L’ACCEPTATION 05 LE TEMPS DE L’ACCUEIL

« L’acceptation demande parfois du temps. Ne nous pressons pas d’aller mieux. La vie se guérit d’elle même quand on lui laisse la place. »

Accueillir n’est jamais une passivité. C’est une disponibilité. C’est laisser tomber l’urgence de comprendre, de prévoir, de maîtriser. Accueillir, c’est respirer avec ce qui arrive. C’est offrir un espace à l’imprévu, au fragile, à ce qui dérange même. C’est reconnaître que tout ce qui franchit notre seuil intérieur porte une part de vérité – même petite, même rude. Le temps de l’accueil ouvre une porte en nous: la porte de la patience, la porte de la douceur, la porte d’une paix qui qui ne dépend plus des circonstances. L’accueil transforme: il ne supprime rien, mais il éclaire tout. Et dans cette lumière, la paix commence souvent ainsi: en disant simplement « oui » à ce qui arrive, sans détour, sans résistance, comme on accueille la mer – toujours le même, jamais la même.

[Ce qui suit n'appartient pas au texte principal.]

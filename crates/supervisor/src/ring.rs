//! Ring-buffered log store.
//!
//! One [`LogBuffer`] per process stream (stdout or stderr). Writes are
//! byte-oriented and lossy at the head: when capacity would be exceeded the
//! oldest bytes are dropped and the absolute start offset advances by the
//! dropped count. Readers address data by absolute offset and never block the
//! writer.

use std::{collections::VecDeque, sync::Mutex};

use tokio::sync::Notify;

/// Result of a `read_since` call.
#[derive(Debug, Clone, Default, PartialEq, Eq)]
pub struct ReadChunk {
    pub bytes: Vec<u8>,
    /// Absolute offset to resume from.
    pub new_offset: u64,
    /// Bytes the reader missed because the head dropped past its offset.
    pub dropped_before: u64,
}

struct Ring {
    buf: VecDeque<u8>,
    capacity: usize,
    /// Absolute offset of `buf[0]`.
    start_offset: u64,
}

impl Ring {
    fn end_offset(&self) -> u64 {
        self.start_offset + self.buf.len() as u64
    }

    fn push(&mut self, bytes: &[u8]) {
        if bytes.len() >= self.capacity {
            // The write alone overflows the ring: keep only its tail.
            let skip = bytes.len() - self.capacity;
            self.start_offset = self.end_offset() + skip as u64;
            self.buf.clear();
            self.buf.extend(&bytes[skip..]);
            return;
        }
        let overflow = (self.buf.len() + bytes.len()).saturating_sub(self.capacity);
        if overflow > 0 {
            self.buf.drain(..overflow);
            self.start_offset += overflow as u64;
        }
        self.buf.extend(bytes);
    }

    fn read_since(&self, offset: u64) -> ReadChunk {
        let end = self.end_offset();
        if offset >= end {
            return ReadChunk {
                bytes: Vec::new(),
                new_offset: end,
                dropped_before: 0,
            };
        }
        let (from, dropped) = if offset < self.start_offset {
            (self.start_offset, self.start_offset - offset)
        } else {
            (offset, 0)
        };
        let skip = (from - self.start_offset) as usize;
        ReadChunk {
            bytes: self.buf.iter().skip(skip).copied().collect(),
            new_offset: end,
            dropped_before: dropped,
        }
    }
}

/// Single-writer / multi-reader byte ring with absolute offsets.
///
/// The interior mutex is only held for copy-in/copy-out; streaming readers
/// park on the [`Notify`] between reads.
pub struct LogBuffer {
    ring: Mutex<Ring>,
    notify: Notify,
}

impl LogBuffer {
    pub fn new(capacity: usize) -> Self {
        Self {
            ring: Mutex::new(Ring {
                buf: VecDeque::with_capacity(capacity.min(64 * 1024)),
                capacity: capacity.max(1),
                start_offset: 0,
            }),
            notify: Notify::new(),
        }
    }

    /// Append bytes, dropping from the head as needed, and wake readers.
    pub fn write(&self, bytes: &[u8]) {
        if bytes.is_empty() {
            return;
        }
        {
            let mut ring = self.ring.lock().unwrap_or_else(|e| e.into_inner());
            ring.push(bytes);
        }
        self.notify.notify_waiters();
    }

    /// Read everything at or after `offset`.
    pub fn read_since(&self, offset: u64) -> ReadChunk {
        self.ring
            .lock()
            .unwrap_or_else(|e| e.into_inner())
            .read_since(offset)
    }

    /// Absolute offset of the oldest retained byte.
    pub fn start_offset(&self) -> u64 {
        self.ring
            .lock()
            .unwrap_or_else(|e| e.into_inner())
            .start_offset
    }

    /// Absolute offset one past the newest byte.
    pub fn end_offset(&self) -> u64 {
        self.ring
            .lock()
            .unwrap_or_else(|e| e.into_inner())
            .end_offset()
    }

    /// Wait until data exists beyond `offset`.
    ///
    /// Registers for notification before re-checking, so a write racing with
    /// the check is never missed.
    pub async fn wait_beyond(&self, offset: u64) {
        loop {
            let notified = self.notify.notified();
            if self.end_offset() > offset {
                return;
            }
            notified.await;
        }
    }
}

#[allow(clippy::unwrap_used, clippy::expect_used)]
#[cfg(test)]
mod tests {
    use super::*;

    #[test]
    fn read_from_zero_returns_everything() {
        let buf = LogBuffer::new(1024);
        buf.write(b"hello ");
        buf.write(b"world");
        let chunk = buf.read_since(0);
        assert_eq!(chunk.bytes, b"hello world");
        assert_eq!(chunk.new_offset, 11);
        assert_eq!(chunk.dropped_before, 0);
    }

    #[test]
    fn incremental_reads_resume_at_offset() {
        let buf = LogBuffer::new(1024);
        buf.write(b"abc");
        let first = buf.read_since(0);
        buf.write(b"def");
        let second = buf.read_since(first.new_offset);
        assert_eq!(second.bytes, b"def");
        assert_eq!(second.new_offset, 6);
    }

    #[test]
    fn read_past_end_is_empty() {
        let buf = LogBuffer::new(1024);
        buf.write(b"xy");
        let chunk = buf.read_since(10);
        assert!(chunk.bytes.is_empty());
        assert_eq!(chunk.new_offset, 2);
    }

    #[test]
    fn head_drop_advances_offsets_and_reports_dropped() {
        let buf = LogBuffer::new(8);
        buf.write(b"01234567");
        buf.write(b"89"); // drops "01"
        assert_eq!(buf.start_offset(), 2);
        let chunk = buf.read_since(0);
        assert_eq!(chunk.bytes, b"23456789");
        assert_eq!(chunk.dropped_before, 2);
        assert_eq!(chunk.new_offset, 10);
    }

    #[test]
    fn oversized_write_keeps_tail() {
        let buf = LogBuffer::new(4);
        buf.write(b"abcdefgh");
        let chunk = buf.read_since(0);
        assert_eq!(chunk.bytes, b"efgh");
        assert_eq!(chunk.dropped_before, 4);
        assert_eq!(chunk.new_offset, 8);
    }

    #[test]
    fn newest_bytes_always_retained() {
        let buf = LogBuffer::new(16);
        for i in 0..100u8 {
            buf.write(&[i]);
        }
        let chunk = buf.read_since(buf.start_offset());
        assert_eq!(chunk.bytes.len(), 16);
        assert_eq!(*chunk.bytes.last().unwrap(), 99);
    }

    #[tokio::test]
    async fn wait_beyond_wakes_on_write() {
        let buf = std::sync::Arc::new(LogBuffer::new(64));
        let waiter = {
            let buf = std::sync::Arc::clone(&buf);
            tokio::spawn(async move {
                buf.wait_beyond(0).await;
                buf.read_since(0)
            })
        };
        tokio::time::sleep(std::time::Duration::from_millis(20)).await;
        buf.write(b"ping");
        let chunk = waiter.await.unwrap();
        assert_eq!(chunk.bytes, b"ping");
    }

    #[tokio::test]
    async fn wait_beyond_returns_immediately_when_data_exists() {
        let buf = LogBuffer::new(64);
        buf.write(b"x");
        tokio::time::timeout(std::time::Duration::from_millis(50), buf.wait_beyond(0))
            .await
            .expect("should not block");
    }
}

1. La sacralisation du rythme biologique

« Ne nous pressons pas d’aller mieux. » C’est une injonction contre la culture de l’immédiateté. Dans un monde qui veut des résultats rapides, ces mots rappellent que la guérison ou l’apaisement intérieur sont des processus organiques. On ne presse pas une fleur pour qu’elle s’ouvre. Laisser à la vie « la place » de se guérir elle-même, c’est reconnaître une intelligence du vivant qui dépasse notre contrôle intellectuel.

2. Le basculement de la maîtrise vers la disponibilité

Vous redéfinissez magistralement le concept d’accueil :

  • Contre la maîtrise : L’urgence de prévoir ou de comprendre est souvent une tentative de protéger l’ego.

  • Vers la disponibilité : Accueillir devient une respiration. C’est transformer son intérieur en un espace vaste, capable d’héberger même ce qui est « fragile » ou « dérangeant ». C’est une force immense que de pouvoir laisser entrer le désordre sans essayer de le bannir immédiatement.

3. L’accueil comme alchimie

La phrase « Il ne supprime rien, mais il éclaire tout » est sans doute la clé de voûte de votre pensée.

  • La paix ne consiste pas à éliminer les parts rudes de notre vie, mais à changer l’éclairage sous lequel on les observe.

  • Lorsque nous acceptons de regarder une situation avec douceur, elle ne devient pas forcément différente, mais elle perd son pouvoir de nous tourmenter. Elle devient « vrai ».

« Comme on accueille la mer – toujours la même, jamais la même. »

Cette image finale est d’une justesse poétique absolue. La vie, comme l’océan, est une constante (elle est ce qu’elle est) et une nouveauté permanente (chaque instant est unique). Accueillir la mer, c’est rester sur le rivage, les pieds dans le sable, en acceptant que les vagues soient tantôt douces, tantôt puissantes. On ne cherche pas à arrêter la marée ; on apprend à se tenir debout face à elle.